Currently, we can already admit that it was in the countries of the "golden billion" that the urgent need to reconcile the sphere of tourism and recreation with nature protection and landscape optimization first appeared and was realized by the society. The efforts of theorists, planners, tour operators and tour business managers, undertaken in this direction, led to the formation of the idea of the so-called ecological tourism and eco-friendly recreation, which were developed primarily within the national parks.
So, a tourist and recreational product needs protected areas and protected areas need income and advertising, which are provided by recreation and tourism, but at the same time, in order to avoid serious negative consequences, protected areas and tourism should be appropriately managed.
In this subsection, we will attempt to analyze foreign experience in managing the recreational sphere in order to preserve the cultural landscape and unique wildlife of countries and regions.
The history of interaction between the tourism and recreation sector and nature conservation in the West goes back at least one and a half to two centuries.
The first English travelers who began arriving in Europe in the late 18th and early 19th centuries were interested in both the characteristics of the continent's culture (its cities and villages, architecture and population) and its nature, especially romantic landscapes with high mountains (which they could not see in England) and dense forests. At the time, the Alps were the most popular tourist destination. The Swiss, appreciating the growing influx of English tourists, began to include in their grants a wide range of tourist services (cottages, hotels, open-air restaurants, narrow-gauge railways passing near the most beautiful places, etc.). Soon tourism, based on natural attractions and elements of folklore, became one of the leading sectors of the Swiss economy. To maintain the integrity and attractiveness of natural areas for tourists, all these areas received the status of protected areas, which ensured their preservation.
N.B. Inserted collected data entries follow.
// ABOUTME: Host runtime trait and the closed set of tool binding strategies
// ABOUTME: Each strategy is one calling convention tried in fixed priority order
//
// SPDX-License-Identifier: MIT OR Apache-2.0
// Copyright (c) 2025 Intervals MCP Server contributors

//! # Host Binding Strategies
//!
//! The shape of external MCP host runtimes is not controlled by this
//! codebase, so registration is best-effort: every known calling convention
//! is modeled as one [`BindingStrategy`], and the registry tries them in
//! [`BINDING_PRIORITY`] order until one accepts the tool. A host implements
//! only the conventions it actually supports; everything else reports
//! [`BindError::Unsupported`] through the trait's default methods.
//!
//! This keeps the adapter testable with fake hosts that expose exactly one
//! convention at a time.

use std::fmt;

use thiserror::Error;
use tracing::debug;

use super::registry::{ToolEntry, ToolHandler};

/// Failure modes when probing a host registration convention
#[derive(Debug, Clone, Error)]
pub enum BindError {
    /// The host does not expose this convention at all
    #[error("convention not supported by this host")]
    Unsupported,
    /// The host exposes the convention but rejected the full-arity call;
    /// the strategy retries its reduced form
    #[error("call arity not accepted by this host")]
    ArityMismatch,
    /// The host accepted the call shape but registration or startup failed
    #[error("{0}")]
    Rejected(String),
}

/// A server object handed out by a host runtime (strategy 3). The host's own
/// decorator-style registration lives on the instance, as does its runner.
pub trait HostServer: Send {
    /// Register one tool handler through the server's native decorator
    ///
    /// # Errors
    ///
    /// Returns [`BindError`] when the server rejects the tool.
    fn attach(&mut self, name: &str, handler: ToolHandler) -> Result<(), BindError>;

    /// Start serving
    ///
    /// # Errors
    ///
    /// Returns [`BindError`] when the server fails to start or exits abnormally.
    fn run(&mut self) -> Result<(), BindError>;
}

/// One candidate host runtime the registry may bind tools into.
///
/// Every method defaults to [`BindError::Unsupported`]; a host overrides only
/// the conventions it genuinely speaks. The registry never assumes any
/// particular subset.
pub trait HostRuntime: Send {
    /// Host label used in log and error messages
    fn name(&self) -> &str;

    /// `register(name, handler, description)`-shaped registration
    ///
    /// # Errors
    ///
    /// Returns [`BindError`] when unsupported or rejected.
    fn register_tool(
        &mut self,
        _name: &str,
        _handler: ToolHandler,
        _description: &str,
    ) -> Result<(), BindError> {
        Err(BindError::Unsupported)
    }

    /// `register(name, handler)`-shaped registration, the reduced-arity form
    ///
    /// # Errors
    ///
    /// Returns [`BindError`] when unsupported or rejected.
    fn register_tool_basic(&mut self, _name: &str, _handler: ToolHandler) -> Result<(), BindError> {
        Err(BindError::Unsupported)
    }

    /// Decorator-factory registration: `tool(name, description)(handler)`.
    /// The reduced-arity form passes `None` for the description.
    ///
    /// # Errors
    ///
    /// Returns [`BindError`] when unsupported or rejected.
    fn bind_decorator(
        &mut self,
        _name: &str,
        _description: Option<&str>,
        _handler: ToolHandler,
    ) -> Result<(), BindError> {
        Err(BindError::Unsupported)
    }

    /// Instantiate the host's own server class for decorator-style
    /// registration and running
    ///
    /// # Errors
    ///
    /// Returns [`BindError`] when the host provides no server class.
    fn new_server(&mut self, _registry_name: &str) -> Result<Box<dyn HostServer>, BindError> {
        Err(BindError::Unsupported)
    }

    /// `run`-shaped entry point on the host object
    ///
    /// # Errors
    ///
    /// Returns [`BindError`] when unsupported or when the host fails at run time.
    fn run(&mut self) -> Result<(), BindError> {
        Err(BindError::Unsupported)
    }

    /// `serve`-shaped entry point on the host object
    ///
    /// # Errors
    ///
    /// Returns [`BindError`] when unsupported or when the host fails at run time.
    fn serve(&mut self) -> Result<(), BindError> {
        Err(BindError::Unsupported)
    }
}

/// The closed set of registration conventions, in no particular order.
/// Priority lives in [`BINDING_PRIORITY`].
#[derive(Debug, Clone, Copy, PartialEq, Eq)]
pub enum BindingStrategy {
    /// `register(name, handler, description)`, retried without description
    /// on an arity mismatch
    RegisterCall,
    /// `tool(name, description)(handler)`, retried with only the name on an
    /// arity mismatch
    DecoratorFactory,
    /// Instantiate the host's server class and use its native decorator
    ServerClass,
}

/// Fixed priority order in which strategies are attempted per tool
pub const BINDING_PRIORITY: [BindingStrategy; 3] = [
    BindingStrategy::RegisterCall,
    BindingStrategy::DecoratorFactory,
    BindingStrategy::ServerClass,
];

impl fmt::Display for BindingStrategy {
    fn fmt(&self, f: &mut fmt::Formatter<'_>) -> fmt::Result {
        let label = match self {
            Self::RegisterCall => "register-call",
            Self::DecoratorFactory => "decorator-factory",
            Self::ServerClass => "server-class",
        };
        write!(f, "{label}")
    }
}

impl BindingStrategy {
    /// Attempt to bind one tool into the host via this convention.
    ///
    /// `server_instance` carries the server object created by the
    /// [`Self::ServerClass`] strategy so later tools (and the final run
    /// phase) reuse it instead of instantiating one per tool.
    ///
    /// Returns `true` when the tool is bound; `false` advances the caller to
    /// the next strategy.
    pub fn apply(
        self,
        host: &mut dyn HostRuntime,
        server_instance: &mut Option<Box<dyn HostServer>>,
        registry_name: &str,
        tool: &ToolEntry,
    ) -> bool {
        let bound = match self {
            Self::RegisterCall => {
                match host.register_tool(&tool.name, tool.handler.clone(), &tool.description) {
                    Ok(()) => true,
                    Err(BindError::ArityMismatch) => host
                        .register_tool_basic(&tool.name, tool.handler.clone())
                        .is_ok(),
                    Err(_) => false,
                }
            }
            Self::DecoratorFactory => {
                match host.bind_decorator(
                    &tool.name,
                    Some(tool.description.as_str()),
                    tool.handler.clone(),
                ) {
                    Ok(()) => true,
                    Err(BindError::ArityMismatch) => host
                        .bind_decorator(&tool.name, None, tool.handler.clone())
                        .is_ok(),
                    Err(_) => false,
                }
            }
            Self::ServerClass => {
                if server_instance.is_none() {
                    match host.new_server(registry_name) {
                        Ok(server) => *server_instance = Some(server),
                        Err(_) => return false,
                    }
                }
                server_instance
                    .as_mut()
                    .is_some_and(|server| server.attach(&tool.name, tool.handler.clone()).is_ok())
            }
        };

        if bound {
            debug!(
                "bound tool '{}' into host '{}' via {} strategy",
                tool.name,
                host.name(),
                self
            );
        }
        bound
    }
}
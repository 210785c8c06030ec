// ABOUTME: Utility functions and helpers shared across modules
// ABOUTME: Currently hosts input parameter validation
//
// SPDX-License-Identifier: MIT OR Apache-2.0
// Copyright (c) 2025 Intervals MCP Server contributors

//! Utility functions and helpers

/// Input parameter validation (athlete IDs, dates)
pub mod validation;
Likewise, in the United States, in the creation of the world's first Yellowstone National Park, the main incentive for the establishment of a protected area remained to provide people with places to rest and restore creativity. The US Congress, from the very beginning of the formation of the park system, established that they should primarily serve as "recreation areas" for visitors and tourists. Then, over 50 years, 40 more national parks were opened in the United States, but all of them did not have sufficient funding, management system and personnel.
Unfortunately, the European settlers who inhabited the country had a hard time getting used to the idea of the need to protect nature, at least within the specially designated areas. For them, first of all, they represented rich reserves of wood and ore for plunder. No central federal organization could protect parks from such abuse. And until the parks were "moved" away from settlements, poachers, miners and pastoralists exploited these lands with impunity, and (which is indicative) no means like special cavalry units and armed foresters saved the parks from growing poaching and logging the woods; the situation soon began to spiral out of control.